Synchronous bilateral testis cancer: A case report and literature review

同時性雙側睪丸癌：病例報告及文獻回顧

Ruei-Je Chang, Kai-Jie Yu, Cheng-Keng Chuang*

張睿哲, 虞凱傑, 莊正鏗*

Division of Urology, Department of Surgery, Chang Gung Memorial Hospital, Linkou Branch, Taiwan

林口長庚紀念醫院外科部泌尿外科系

Introduction:

    Bilateral testicular tumors are exceedingly uncommon, representing only 1% to 5% of all testicular germ-cell tumors (TGCTs). The majority of primary bilateral TGCTs occur metachronously, with synchronous tumors making up around 0.5% to 1% of total cases. Synchronous tumors typically exhibit a consistent histological pattern, primarily seminoma, while synchronous bilateral TGCTs (SBTGCTs) with discordant subtypes are exceptionally rare.

Case Presentation:

A 35-year-old man with no chronic illnesses presented to our outpatient clinic after experiencing a tight sensation and mild pain in his left testicle for several weeks. Upon physical examination, a hard nodule was palpated in the left testis, raising suspicion of a testis tumor. Further investigations were initiated, revealing laboratory findings of alpha-fetoprotein (AFP) at 6.3 ng/mL, lactate dehydrogenase (LDH) at 187.0 U/L, and beta-human chorionic gonadotropin (β-HCG) at a higher range of 3.25 mIU/mL (normal range < 2.50 mIU/mL). Although no abnormalities were noted in the right testis, bilateral testicular heterogeneity was observed on testicular ultrasound. Computed tomography (CT) confirmed the presence of partial hypodense hypoenhancing lesions in both testes, with no signs of lymphadenopathy.
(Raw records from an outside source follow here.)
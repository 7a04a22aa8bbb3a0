//! Western music theory primitives. A `Note` is a single pitch that can be read back as a pitch
//! class, an octave, an absolute semitone index, a name and a frequency. Pitch classes with two
//! common names are spelled according to a `Filter`.
mod error;
mod filter;
mod note;
mod pitch_class;

pub use error::{InvalidInput, Result};
pub use filter::{Filter, FilterToken};
pub use note::{
    A_4_ABSOLUTE, A_4_FREQ_HZ, Baseline, Note, NoteInput, NoteOptions,
    freq_hz_of_absolute, semitone_ratio,
};
pub use pitch_class::{NOTES_PER_OCTAVE, PitchClass};
//! Enharmonic spelling preference. Five of the twelve pitch classes have two common names (C# and
//! Db are the same pitch). A `Filter` decides which of those names is shown: the sharp one, the
//! flat one, or both joined by a "/".
//!
//! Callers outside of Rust hand the preference over as the tokens `"#"`, `"b"` or `false`. Those
//! raw tokens are represented by `FilterToken` and only become a `Filter` by passing through
//! `Filter::validate`.
use crate::error::{InvalidInput, Result};
use rand::Rng;
use serde::{Deserialize, Deserializer, Serialize, Serializer};
use std::{fmt::Display, str::FromStr};

#[derive(Debug, Clone, Copy, PartialEq, Eq, Hash, Default)]
pub enum Filter {
    #[default]
    Sharp,
    Flat,
    /// Show both spellings, sharp first, joined by "/" (e.g. "C#/Db").
    Both,
}

/// An unvalidated spelling preference.
#[derive(Debug, Clone, Copy, PartialEq, Eq)]
pub enum FilterToken<'a> {
    Text(&'a str),
    Flag(bool),
}

impl<'a> From<&'a str> for FilterToken<'a> {
    fn from(s: &'a str) -> Self {
        Self::Text(s)
    }
}

impl From<bool> for FilterToken<'_> {
    fn from(b: bool) -> Self {
        Self::Flag(b)
    }
}

impl Display for FilterToken<'_> {
    fn fmt(&self, f: &mut std::fmt::Formatter<'_>) -> std::fmt::Result {
        match self {
            Self::Text(s) => write!(f, "{:?}", s),
            Self::Flag(b) => write!(f, "{}", b),
        }
    }
}

impl Filter {
    pub const ALL: [Self; 3] = [Self::Sharp, Self::Flat, Self::Both];

    pub const SHARP_TOKEN: &'static str = "#";
    pub const FLAT_TOKEN: &'static str = "b";

    /// Accepts exactly `"#"`, `"b"` and `false`. Everything else, including `true` and the empty
    /// string, is rejected.
    pub fn validate<'a>(token: impl Into<FilterToken<'a>>) -> Result<Self> {
        let token = token.into();
        match token {
            FilterToken::Text(Self::SHARP_TOKEN) => Ok(Self::Sharp),
            FilterToken::Text(Self::FLAT_TOKEN) => Ok(Self::Flat),
            FilterToken::Flag(false) => Ok(Self::Both),
            _ => {
                log::debug!("rejecting flat/sharp filter {}", token);
                let raw = match token {
                    FilterToken::Text(s) => s.to_string(),
                    FilterToken::Flag(b) => b.to_string(),
                };
                Err(InvalidInput::Filter(raw))
            }
        }
    }

    /// The raw token this filter is validated from.
    pub const fn token(self) -> FilterToken<'static> {
        match self {
            Self::Sharp => FilterToken::Text(Self::SHARP_TOKEN),
            Self::Flat => FilterToken::Text(Self::FLAT_TOKEN),
            Self::Both => FilterToken::Flag(false),
        }
    }

    /// Picks one of the three filters uniformly at random.
    pub fn random() -> Self {
        Self::random_from_rng(&mut rand::rng())
    }

    pub fn random_from_rng<R: Rng + ?Sized>(rng: &mut R) -> Self {
        let filter = Self::ALL[rng.random_range(0..Self::ALL.len())];
        log::trace!("random flat/sharp filter: {:?}", filter);
        filter
    }
}

/// Parses the textual tokens "#" and "b". The "both" filter has no textual token; use
/// `Filter::validate(false)` for it.
impl FromStr for Filter {
    type Err = InvalidInput;

    fn from_str(s: &str) -> Result<Self> {
        Self::validate(s)
    }
}

impl Serialize for Filter {
    fn serialize<S: Serializer>(
        &self,
        serializer: S,
    ) -> std::result::Result<S::Ok, S::Error> {
        match self.token() {
            FilterToken::Text(s) => serializer.serialize_str(s),
            FilterToken::Flag(b) => serializer.serialize_bool(b),
        }
    }
}

impl<'de> Deserialize<'de> for Filter {
    fn deserialize<D: Deserializer<'de>>(
        deserializer: D,
    ) -> std::result::Result<Self, D::Error> {
        #[derive(Deserialize)]
        #[serde(untagged)]
        enum Raw {
            Text(String),
            Flag(bool),
        }
        let result = match Raw::deserialize(deserializer)? {
            Raw::Text(s) => Self::validate(s.as_str()),
            Raw::Flag(b) => Self::validate(b),
        };
        result.map_err(serde::de::Error::custom)
    }
}
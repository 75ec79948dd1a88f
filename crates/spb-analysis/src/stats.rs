//! Summary statistics for a difference series.

use serde::{Deserialize, Serialize};

use crate::error::AnalysisError;

/// Output of one analysis. Field names serialize as the reporting keys
/// (`minPriceChange`, `obsBtwBoundariesPerc`, ...).
#[derive(Debug, Clone, PartialEq, Serialize, Deserialize)]
#[serde(rename_all = "camelCase")]
pub struct StatisticsRecord {
    /// Rounded to 2 decimals.
    pub min_price_change: f64,
    /// Rounded to 2 decimals.
    pub max_price_change: f64,
    pub all_obs_number: usize,
    /// Observations with `-boundary <= x <= boundary`.
    pub obs_btw_boundaries: usize,
    /// Rounded to 1 decimal.
    pub obs_btw_boundaries_perc: f64,
    /// Rounded to 3 decimals.
    pub mean: f64,
    /// Sample standard deviation (N-1), rounded to 3 decimals.
    pub std: f64,
}

/// Reduce `values` against `boundary` (assumed finite and positive).
pub fn summarize(values: &[f64], boundary: f64) -> Result<StatisticsRecord, AnalysisError> {
    let n = values.len();
    if n == 0 {
        return Err(AnalysisError::EmptyResultSet);
    }
    if n < 2 {
        return Err(AnalysisError::InsufficientSamples { count: n });
    }

    let min = values.iter().copied().fold(f64::INFINITY, f64::min);
    let max = values.iter().copied().fold(f64::NEG_INFINITY, f64::max);

    let above = values.iter().filter(|&&x| x > boundary).count();
    let below = values.iter().filter(|&&x| x < -boundary).count();
    let within = n - above - below;

    let mean = values.iter().sum::<f64>() / n as f64;
    let variance = values.iter().map(|x| (x - mean).powi(2)).sum::<f64>() / (n - 1) as f64;

    Ok(StatisticsRecord {
        min_price_change: round_to(min, 2),
        max_price_change: round_to(max, 2),
        all_obs_number: n,
        obs_btw_boundaries: within,
        obs_btw_boundaries_perc: round_to(within as f64 / n as f64 * 100.0, 1),
        mean: round_to(mean, 3),
        std: round_to(variance.sqrt(), 3),
    })
}

/// Round half to even at `decimals` places; never returns `-0.0`.
pub fn round_to(x: f64, decimals: i32) -> f64 {
    let scale = 10f64.powi(decimals);
    let r = (x * scale).round_ties_even() / scale;
    if r == 0.0 {
        0.0
    } else {
        r
    }
}
use std::io;

use anyhow::{bail, Context as _, Result};
use spb_analysis::{analyze, AnalysisRequest, ChartSink, NullChartSink};
use spb_chart::TextHistogramSink;
use spb_config::{ChartFormat, SpbConfig};

use super::Context;

pub fn run(
    ctx: &Context,
    ticker: String,
    mode: String,
    boundary: f64,
    cutoff: Option<String>,
    chart: bool,
) -> Result<()> {
    let request = AnalysisRequest {
        ticker,
        mode,
        boundary,
        cutoff,
        show_chart: chart,
    };

    let sink: Box<dyn ChartSink> = if chart {
        chart_sink(&ctx.config)?
    } else {
        Box::new(NullChartSink)
    };

    let outcome = match analyze(&request, &ctx.settings, &ctx.store, sink.as_ref()) {
        Ok(o) => o,
        Err(e) => bail!("{}: {e}", e.kind()),
    };

    let json = serde_json::to_string_pretty(&outcome).context("serialize analysis outcome")?;
    println!("{json}");
    Ok(())
}

/// Text histograms go to stderr, next to the logs, keeping stdout pure JSON.
fn chart_sink(config: &SpbConfig) -> Result<Box<dyn ChartSink>> {
    match config.chart.format {
        ChartFormat::Text => Ok(Box::new(TextHistogramSink::new(io::stderr()))),
        #[cfg(feature = "png")]
        ChartFormat::Png => Ok(Box::new(spb_chart::PngHistogramSink::new(
            config.chart.output_dir.clone(),
        ))),
        #[cfg(not(feature = "png"))]
        ChartFormat::Png => bail!("chart.format=png requires spb-cli built with --features png"),
    }
}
Given the high suspicion of testicular cancer, bilateral orchiectomy was performed. Prior to surgery, semen analyses and sperm storage were conducted. The pathology report revealed a mixed germ cell tumor in the left testis (comprising 90% seminoma and 10% teratoma), staged as pT1NxMxS1, while the right testis exhibited seminoma, staged as pT1bNxMxS1. Post-surgery, all tumor markers normalized, and the patient underwent surveillance along with testosterone replacement therapy.

Discussion:

This case highlights the rare occurrence of synchronous bilateral testicular tumors and their uncommon discordant histopathology. A comprehensive review of similar cases in the literature was conducted, focusing on SBTGCTs with discordant subtypes. A search of past literature yielded 25 articles until March 2024 in the PubMed database, reporting a total of 54 cases. The standard treatment approach typically involves bilateral radical orchiectomy (RO), with further management tailored based on the most aggressive histological subtype.

Conclusion:

    Despite their rarity, SBTGCTs are managed using the same treatment principles as unilateral cases.